The Spana Prosecution was a major criminal case which took place in Rome in the Papal States between January 1659 and March 1660.

The Papal authorities under the leadership of lieutenant governor Stefano Bracchi investigated a case involving a criminal net of poisoners, mainly women, for selling the famous poison Aqua Tofana to clients who wished to commit murder, in particular women who wished to become widows. The process involved over forty people, including professional poisoners and clients, some of them members of the aristocracy, and resulted in punishment ranging from exile and lifetime house arrest to the execution of five main figures, among them the central figure Gironima Spana.

==Background==

In 1624, a woman by the name Giulia Mangiardi (1581–1651) arrived to Rome from Palermo in Sicily. Her proper name was Giulia Mangiardi, but she has traditionally become known in history under the invented name "Giulia Tofana", because she was the inventor of the poison Aqua Tofana, which she sold commercially in Palermo. Traditionally, she is said to have named the poison after her alleged mother Thofania d'Adamo, but there is nothing to indicate that d'Adamo was the mother of Giulia Mangiardi, though Mangiardi may have been her disciple.

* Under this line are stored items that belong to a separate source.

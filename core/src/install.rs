//! The management-tool installation sequence.
//!
//! cert-manager goes first because Argo CD and Crossplane request
//! certificates from it; a bounded readiness wait gates the dependents.
//! The remaining tools are order-independent but installed sequentially,
//! and any failure aborts the run since later tools may rely on earlier
//! ones.

use std::path::Path;
use std::time::Duration;

use anyhow::{Context, Result};
use kube::Client;
use tracing::info;

use crate::helm::{self, HelmChart};
use crate::kubeapi;
use crate::retry::{self, PollBudget};

pub const UI_NAMESPACE: &str = "argocd";
pub const UI_SERVICE: &str = "argocd-server";
pub const ADMIN_SECRET: &str = "argocd-initial-admin-secret";

const PREREQ_READY_BUDGET: PollBudget = PollBudget::new(24, Duration::from_secs(5));

/// Certificate-issuing controller; prerequisite for the rest.
pub const CERT_MANAGER: HelmChart = HelmChart {
    release: "cert-manager",
    chart: "jetstack/cert-manager",
    repo_name: "jetstack",
    repo_url: "https://charts.jetstack.io",
    version: "v1.14.4",
    namespace: "cert-manager",
    values: &[
        "installCRDs=true",
        "resources.requests.cpu=10m",
        "resources.requests.memory=32Mi",
    ],
};

/// GitOps controller.
pub const ARGO_CD: HelmChart = HelmChart {
    release: "argocd",
    chart: "argo/argo-cd",
    repo_name: "argo",
    repo_url: "https://argoproj.github.io/argo-helm",
    version: "6.7.11",
    namespace: UI_NAMESPACE,
    values: &[
        "server.resources.requests.cpu=50m",
        "server.resources.requests.memory=64Mi",
        "controller.resources.requests.cpu=100m",
        "controller.resources.requests.memory=128Mi",
    ],
};

/// Multi-tenancy control-plane manager.
pub const VCLUSTER: HelmChart = HelmChart {
    release: "vcluster",
    chart: "loft/vcluster",
    repo_name: "loft",
    repo_url: "https://charts.loft.sh",
    version: "0.19.5",
    namespace: "vcluster",
    values: &[
        "vcluster.resources.requests.cpu=100m",
        "vcluster.resources.requests.memory=128Mi",
    ],
};

/// Infrastructure-provisioning controller.
pub const CROSSPLANE: HelmChart = HelmChart {
    release: "crossplane",
    chart: "crossplane-stable/crossplane",
    repo_name: "crossplane-stable",
    repo_url: "https://charts.crossplane.io/stable",
    version: "1.15.2",
    namespace: "crossplane-system",
    values: &[
        "resourcesCrossplane.requests.cpu=50m",
        "resourcesCrossplane.requests.memory=128Mi",
    ],
};

/// Multi-cluster add-on manager.
pub const SVELTOS: HelmChart = HelmChart {
    release: "projectsveltos",
    chart: "projectsveltos/projectsveltos",
    repo_name: "projectsveltos",
    repo_url: "https://projectsveltos.github.io/helm-charts",
    version: "0.30.0",
    namespace: "projectsveltos",
    values: &[],
};

fn dependents() -> [&'static HelmChart; 4] {
    [&ARGO_CD, &VCLUSTER, &CROSSPLANE, &SVELTOS]
}

pub async fn install_all(client: &Client, kubeconfig: &Path) -> Result<()> {
    for chart in [&CERT_MANAGER, &ARGO_CD, &VCLUSTER, &CROSSPLANE, &SVELTOS] {
        helm::ensure_repo(chart).await?;
    }
    helm::update_repos().await?;

    helm::install(&CERT_MANAGER, kubeconfig).await?;
    wait_webhook_ready(client).await?;

    for chart in dependents() {
        helm::install(chart, kubeconfig).await?;
    }
    info!("all management tools installed");
    Ok(())
}

/// cert-manager's webhook must answer before dependents can request
/// certificates.
async fn wait_webhook_ready(client: &Client) -> Result<()> {
    retry::wait_for("cert-manager webhook ready", PREREQ_READY_BUDGET, || async {
        Ok(kubeapi::deployment_ready(client, CERT_MANAGER.namespace, "cert-manager-webhook")
            .await?
            .then_some(()))
    })
    .await
    .context("cert-manager never became ready; dependent tools were not installed")
}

Since her second husband Ranchetti Cesare (1564–1654) wasted the family money, she started to manufacture and sell the poison in Rome to support the family. Historians point to her dying in her sleep in 1651 with no one aware of her poisoning activities.

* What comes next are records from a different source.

//! Run configuration, read once from the environment at startup.
//!
//! Every recognized variable is enumerated here and validated before any
//! side effect happens. Step functions receive the resulting [`Config`] by
//! reference instead of reading ambient variables themselves.

use std::path::PathBuf;
use std::str::FromStr;

use anyhow::{bail, Context, Result};

/// Which backend provisions the cluster instance.
#[derive(Clone, Copy, Debug, PartialEq, Eq)]
pub enum ProviderKind {
    /// Ubuntu VM via `multipass`, k3s installed inside the guest.
    Multipass,
    /// Container-based cluster via `k3d` on a local container runtime.
    K3d,
}

impl ProviderKind {
    pub fn as_str(&self) -> &'static str {
        match self {
            ProviderKind::Multipass => "multipass",
            ProviderKind::K3d => "k3d",
        }
    }
}

impl FromStr for ProviderKind {
    type Err = anyhow::Error;

    fn from_str(s: &str) -> Result<Self> {
        match s {
            "multipass" => Ok(ProviderKind::Multipass),
            "k3d" => Ok(ProviderKind::K3d),
            other => bail!("unknown provider '{other}', expected 'multipass' or 'k3d'"),
        }
    }
}

/// Fixed resource sizing for the VM-backed provider.
#[derive(Clone, Debug)]
pub struct InstanceSize {
    pub cpus: u32,
    pub memory: String,
    pub disk: String,
}

/// Address-pool configuration for the optional load-balancer step.
#[derive(Clone, Debug)]
pub struct LoadBalancerConfig {
    /// Operator-supplied IP range, e.g. `198.51.100.0/28` or
    /// `198.51.100.1-198.51.100.14`. Only validated for non-emptiness; the
    /// operator is responsible for keeping it off the host network's books.
    pub pool: String,
}

/// Companion GitOps repository settings.
#[derive(Clone, Debug)]
pub struct GitopsConfig {
    /// Remote URL. When absent the working copy is initialized locally and
    /// never pushed.
    pub repo_url: Option<String>,
    pub branch: String,
}

#[derive(Clone, Debug)]
pub struct Config {
    pub provider: ProviderKind,
    pub cluster_name: String,
    pub size: InstanceSize,
    /// Holds the kubeconfig, the session log and the GitOps working copy.
    pub install_dir: PathBuf,
    /// Tear down any prior instance and its persisted state first.
    pub reset: bool,
    pub k3s_channel: String,
    /// The source environments disagree on this flag, so it stays
    /// operator-configurable.
    pub disable_network_policy: bool,
    pub load_balancer: Option<LoadBalancerConfig>,
    pub gitops: GitopsConfig,
}

impl Config {
    pub fn from_env() -> Result<Self> {
        Self::build(&|key| std::env::var(key).ok())
    }

    fn build(get: &dyn Fn(&str) -> Option<String>) -> Result<Self> {
        let provider = match get("KUBESTRAP_PROVIDER") {
            Some(v) => v.parse()?,
            None => ProviderKind::Multipass,
        };

        let cluster_name = get("KUBESTRAP_CLUSTER_NAME").unwrap_or_else(|| "kubestrap".into());
        if cluster_name.trim().is_empty() {
            bail!("KUBESTRAP_CLUSTER_NAME must not be empty");
        }

        let cpus = match get("KUBESTRAP_CPUS") {
            Some(v) => v
                .parse::<u32>()
                .with_context(|| format!("KUBESTRAP_CPUS is not a number: '{v}'"))?,
            None => 2,
        };
        if cpus == 0 {
            bail!("KUBESTRAP_CPUS must be at least 1");
        }

        let size = InstanceSize {
            cpus,
            memory: get("KUBESTRAP_MEMORY").unwrap_or_else(|| "4G".into()),
            disk: get("KUBESTRAP_DISK").unwrap_or_else(|| "20G".into()),
        };

        let install_dir = match get("KUBESTRAP_DIR") {
            Some(v) => PathBuf::from(v),
            None => match get("HOME") {
                Some(home) => PathBuf::from(home).join(".kubestrap"),
                None => PathBuf::from(".kubestrap"),
            },
        };

        let load_balancer = if parse_bool(get("METALLB_ENABLED").as_deref())? {
            let pool = get("METALLB_POOL").unwrap_or_default();
            if pool.trim().is_empty() {
                bail!("METALLB_ENABLED is set but METALLB_POOL is empty");
            }
            Some(LoadBalancerConfig { pool })
        } else {
            None
        };

        let gitops = GitopsConfig {
            repo_url: get("GITOPS_REPO_URL").filter(|v| !v.trim().is_empty()),
            branch: get("GITOPS_BRANCH").unwrap_or_else(|| "main".into()),
        };

        Ok(Config {
            provider,
            cluster_name,
            size,
            install_dir,
            reset: parse_bool(get("KUBESTRAP_RESET").as_deref())?,
            k3s_channel: get("K3S_CHANNEL").unwrap_or_else(|| "v1.30".into()),
            disable_network_policy: match get("K3S_DISABLE_NETWORK_POLICY") {
                Some(v) => parse_bool(Some(&v))?,
                None => true,
            },
            load_balancer,
            gitops,
        })
    }

    pub fn kubeconfig_path(&self) -> PathBuf {
        self.install_dir.join("kubeconfig")
    }

    pub fn log_path(&self) -> PathBuf {
        self.install_dir.join("session.log")
    }

    pub fn gitops_dir(&self) -> PathBuf {
        self.install_dir.join("gitops")
    }
}

fn parse_bool(value: Option<&str>) -> Result<bool> {
    match value {
        None => Ok(false),
        Some(v) => match v.to_ascii_lowercase().as_str() {
            "1" | "true" | "yes" | "on" => Ok(true),
            "0" | "false" | "no" | "off" | "" => Ok(false),
            other => bail!("expected a boolean, got '{other}'"),
        },
    }
}

#[cfg(test)]
mod tests {
    use super::*;
    use std::collections::HashMap;

    fn build(vars: &[(&str, &str)]) -> Result<Config> {
        let map: HashMap<String, String> = vars
            .iter()
            .map(|(k, v)| (k.to_string(), v.to_string()))
            .collect();
        Config::build(&move |key| map.get(key).cloned())
    }

    #[test]
    fn defaults() {
        let config = build(&[("HOME", "/home/op")]).unwrap();
        assert_eq!(config.provider, ProviderKind::Multipass);
        assert_eq!(config.cluster_name, "kubestrap");
        assert_eq!(config.size.cpus, 2);
        assert!(!config.reset);
        assert!(config.load_balancer.is_none());
        assert_eq!(config.gitops.branch, "main");
        assert_eq!(config.install_dir, PathBuf::from("/home/op/.kubestrap"));
        assert_eq!(
            config.kubeconfig_path(),
            PathBuf::from("/home/op/.kubestrap/kubeconfig")
        );
    }

    #[test]
    fn unknown_provider_is_fatal() {
        assert!(build(&[("KUBESTRAP_PROVIDER", "virtualbox")]).is_err());
    }

    #[test]
    fn metallb_requires_pool() {
        assert!(build(&[("METALLB_ENABLED", "true")]).is_err());

        let config = build(&[
            ("METALLB_ENABLED", "true"),
            ("METALLB_POOL", "198.51.100.0/28"),
        ])
        .unwrap();
        assert_eq!(config.load_balancer.unwrap().pool, "198.51.100.0/28");
    }

    #[test]
    fn disabled_metallb_ignores_pool() {
        let config = build(&[("METALLB_POOL", "198.51.100.0/28")]).unwrap();
        assert!(config.load_balancer.is_none());
    }

    #[test]
    fn bad_sizing_is_fatal() {
        assert!(build(&[("KUBESTRAP_CPUS", "many")]).is_err());
        assert!(build(&[("KUBESTRAP_CPUS", "0")]).is_err());
    }

    #[test]
    fn booleans() {
        assert!(parse_bool(Some("TRUE")).unwrap());
        assert!(parse_bool(Some("yes")).unwrap());
        assert!(!parse_bool(Some("0")).unwrap());
        assert!(!parse_bool(None).unwrap());
        assert!(parse_bool(Some("maybe")).is_err());
    }
}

Her business was taken over by stepdaughter from her first marriage with Niccolo Spano Lorestino, Gironima Spana, who was established as an astrologer, but had been initiated by her stepmother in how to manufacture and sell the poison. Gironima Spana appears to have expanded the business inherited from her stepmother.
She manufactured the poison and sold it personally, but she also employed women associates to sell the poison for her: in at least some cases, these associates were former clients. Normally her associates only sold the poison, but in some cases, notably in the case of Giovanna De Grandis, she also taught them to manufacture it. Since the apothecaries did not sell arsenic to women, Spana and Giovanna De Grandis employed the service of the male priest Padre Don Girolamo as a go-between. The poison was mainly sold to women clients, often women in unhappy marriages, with the intent to murder their husbands. Gironima Spana, in her career as an astrologer, had access to wealthy clients among the Roman aristocracy. It appears that the business was successful enough to expand outside of the then city borders of Rome, as the Spana organization employed at least one seller, Maddalena Ciampella, in Palestrina.

==Investigation==

On 31 January 1659, the poison dealer Giovanna De Grandis was arrested in flagrante in Rome, charged with trafficking a lethal poison and imprisoned at the Tor di Nona for questioning. The investigation was handled by the Papal authorities under the leadership of lieutenant governor Stefano Bracchi. The investigation was to result in the major Spana Prosecution, which was to last until March 1660.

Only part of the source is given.